A standard and hygienic food factory design assures the food processing quality and compliance with standards. If a food factory fails to design hygiene zones properly, all the efforts of producing safe food will go in vain. The designing of the food facility must accommodate good hygiene practices. It should provide the linear material flow. Linear material flow is the ideal process flow that minimizes the product cross-contamination chances, hence must be applied in the design. Secondly, identifying contamination risk at different steps of food processing is an efficient way to maintain the quality of the production process. The risk may be low, medium and high, and so are the areas where the risk are identified. Now, these areas must be designed to meet the hygiene standards according to the level of risk. The higher the risk, the higher the level of hygiene.

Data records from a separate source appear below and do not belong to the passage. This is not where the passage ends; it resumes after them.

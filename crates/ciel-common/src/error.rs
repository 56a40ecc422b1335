//! Common error types for ciel.

use std::path::PathBuf;

use miette::Diagnostic;
use thiserror::Error;

/// Result type alias using [`CielError`].
pub type CielResult<T> = Result<T, CielError>;

/// Errors raised while preparing, running or tearing down a container.
#[derive(Error, Diagnostic, Debug)]
pub enum CielError {
    /// Invalid container name format.
    #[error("Invalid container name: {name}")]
    #[diagnostic(
        code(ciel::container::invalid_name),
        help(
            "Container names must be 1-64 characters of [A-Za-z0-9._-] and start with an alphanumeric character"
        )
    )]
    InvalidName {
        /// The rejected name.
        name: String,
    },

    /// Configuration error.
    #[error("Configuration error: {message}")]
    #[diagnostic(code(ciel::config))]
    Config {
        /// The error message.
        message: String,
    },

    /// I/O error.
    #[error("I/O error: {0}")]
    #[diagnostic(code(ciel::io))]
    Io(#[from] std::io::Error),

    /// The union mount could not be established.
    #[error("Failed to mount {}: {source}", target.display())]
    #[diagnostic(
        code(ciel::fs::mount),
        help("Overlay mounts require CAP_SYS_ADMIN; try running with elevated privileges")
    )]
    Mount {
        /// Mount target.
        target: PathBuf,
        /// Underlying error.
        #[source]
        source: std::io::Error,
    },

    /// The union mount could not be removed. The filesystem is still mounted.
    #[error("Failed to unmount {}: {source}", target.display())]
    #[diagnostic(code(ciel::fs::unmount), help("Check for processes still using the mount"))]
    Unmount {
        /// Mount target.
        target: PathBuf,
        /// Underlying error.
        #[source]
        source: std::io::Error,
    },

    /// The mount is gone but its scratch directories could not be removed.
    #[error("Unmounted, but failed to clean up {}: {source}", path.display())]
    #[diagnostic(code(ciel::fs::cleanup))]
    Cleanup {
        /// Directory that could not be removed.
        path: PathBuf,
        /// Underlying error.
        #[source]
        source: std::io::Error,
    },

    /// A boot or chroot backend could not perform the requested operation.
    ///
    /// This is distinct from a command that ran and exited with a nonzero status.
    #[error("Backend failed to {operation}: {message}")]
    #[diagnostic(code(ciel::backend))]
    Backend {
        /// What the backend was asked to do.
        operation: String,
        /// The error message.
        message: String,
    },

    /// The command dispatch was cancelled by its caller.
    #[error("Command cancelled")]
    #[diagnostic(code(ciel::cancelled))]
    Cancelled,

    /// Feature not supported on this platform.
    #[error("Feature not supported: {feature}")]
    #[diagnostic(code(ciel::unsupported), help("ciel containers require Linux"))]
    Unsupported {
        /// The unsupported feature.
        feature: String,
    },

    /// Internal error (should not happen).
    #[error("Internal error: {message}")]
    #[diagnostic(code(ciel::internal))]
    Internal {
        /// The error message.
        message: String,
    },
}

impl CielError {
    /// Build a [`CielError::Backend`] from an operation name and any displayable cause.
    pub fn backend(operation: impl Into<String>, cause: impl std::fmt::Display) -> Self {
        Self::Backend {
            operation: operation.into(),
            message: cause.to_string(),
        }
    }

    /// Returns `true` if the error came from cancelling a dispatch.
    #[must_use]
    pub fn is_cancelled(&self) -> bool {
        matches!(self, Self::Cancelled)
    }
}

First, let us have a look at a brief explanation of the different levels of hygiene.
What is Low/Basic hygiene zone and medium hygiene zone?
The low-level hygiene zone is the area where the raw materials or finished products are kept. In addition to that, the building premises are also included in the low-level hygiene zone. On the other hand, the medium hygiene zone covers the areas in which intermediate steps like general processing (washing, cleaning, sorting and grading) of produce, and ingredient preparation is observed.
The maintenance of hygiene in these areas is integral as it impacts the final product quality. Here a question arises that how does it affect the final product quality? Well, it is vivid, not vague. If the foundation of any building is weak, it will fall eventually. Similarly, the basic level of hygiene is called as “basic” because it is the base. If a food factory does not focus on the design of the areas where the raw materials and the finished products are kept, or areas where the produce is decontaminated before further processing than the final product will fail to meet the quality standardseventually. That’s when all the efforts go in vain, and futility becomes fate. So for the attainment of quality products, it is essential to design the risk areas properly. For that purpose, let us know some key points to design the hygiene zones, efficiently.
Key considerations to Design Basic Hygiene Zone and Medium Hygiene zone
Basic hygiene zone comprises the area outside the building premises, storage, office rooms, canteens, spare rooms, etc. On the other hand, medium hygiene zone includes ingredient preparation or cleaning areas. These zones are different from high-risk areas because the employees and operatives are free to move between these two areas but only with good hygiene practices. So, to explain the design, let’s segregate the zone into external and internal environments, it will help in understanding the plan correctly.
External environment
It includes the building site and premises. The design must be such that:
- The floor of the food factory must be at a different level from the entrance ground to prevent contamination from soil, dirt, dust, foreign particles as it is the sources of microorganisms.
- There should be less number of openings e.g. Doors, windows etc.
- There should be less number of door openings from the exterior/outside in the production areas, and the doors must have an automated opening and closing system to avoid entry of foreign bodies.
- The building must be single-storey, preferably along with the mezzanine flooring. It helps keep the gravitational material flow.
- Avoid the use of glass in construction (windows, equipment and mirrors)
- Laminated or glazed windows must be used, or If used for ventilation purpose, the flyscreens must be made of Stainless steel.
- Air filter system must be installed
- Proper drainage system must be installed
- Proper preventive system must be operative to avoid entry of rodents, pest and insects.
Internal environment
In the internal food processing environment, the segregation is common as non-food production areas(offices, workshops, canteens) and food production areas (Raw material storage, processing, packaging, finished product storage areas). The design must be such that:
- It accommodates linear flow. For example, air should move away from clean areas towards dirty areas.
- Storage rooms must align with the temperature requirements of the particular food commodity. For storage of raw materials and final products, proper storage rooms should be made with the ambient, freezing and chilling facilities.
- Separate storage rooms must be made for allergens and GMO products, and same for Halal and Kosher products.
- Design wet Ingredient processing and dry ingredient processing areas separately.
- Design wet cleaning and dry cleaning processing areas separately.
- Cleaning rooms, washrooms, locker rooms of this area must be designed separately from the high-risk areas.
This is our rundown of some important considerations while designing the low hygiene and medium hygiene zones. Production of safe food demands a cutting edge food facility design that meets the hygiene standards at all levels. Non-compliance with standards results in reduced food quality that will impact the overall brand and more than that, the health of people consuming unhygienically prepared products.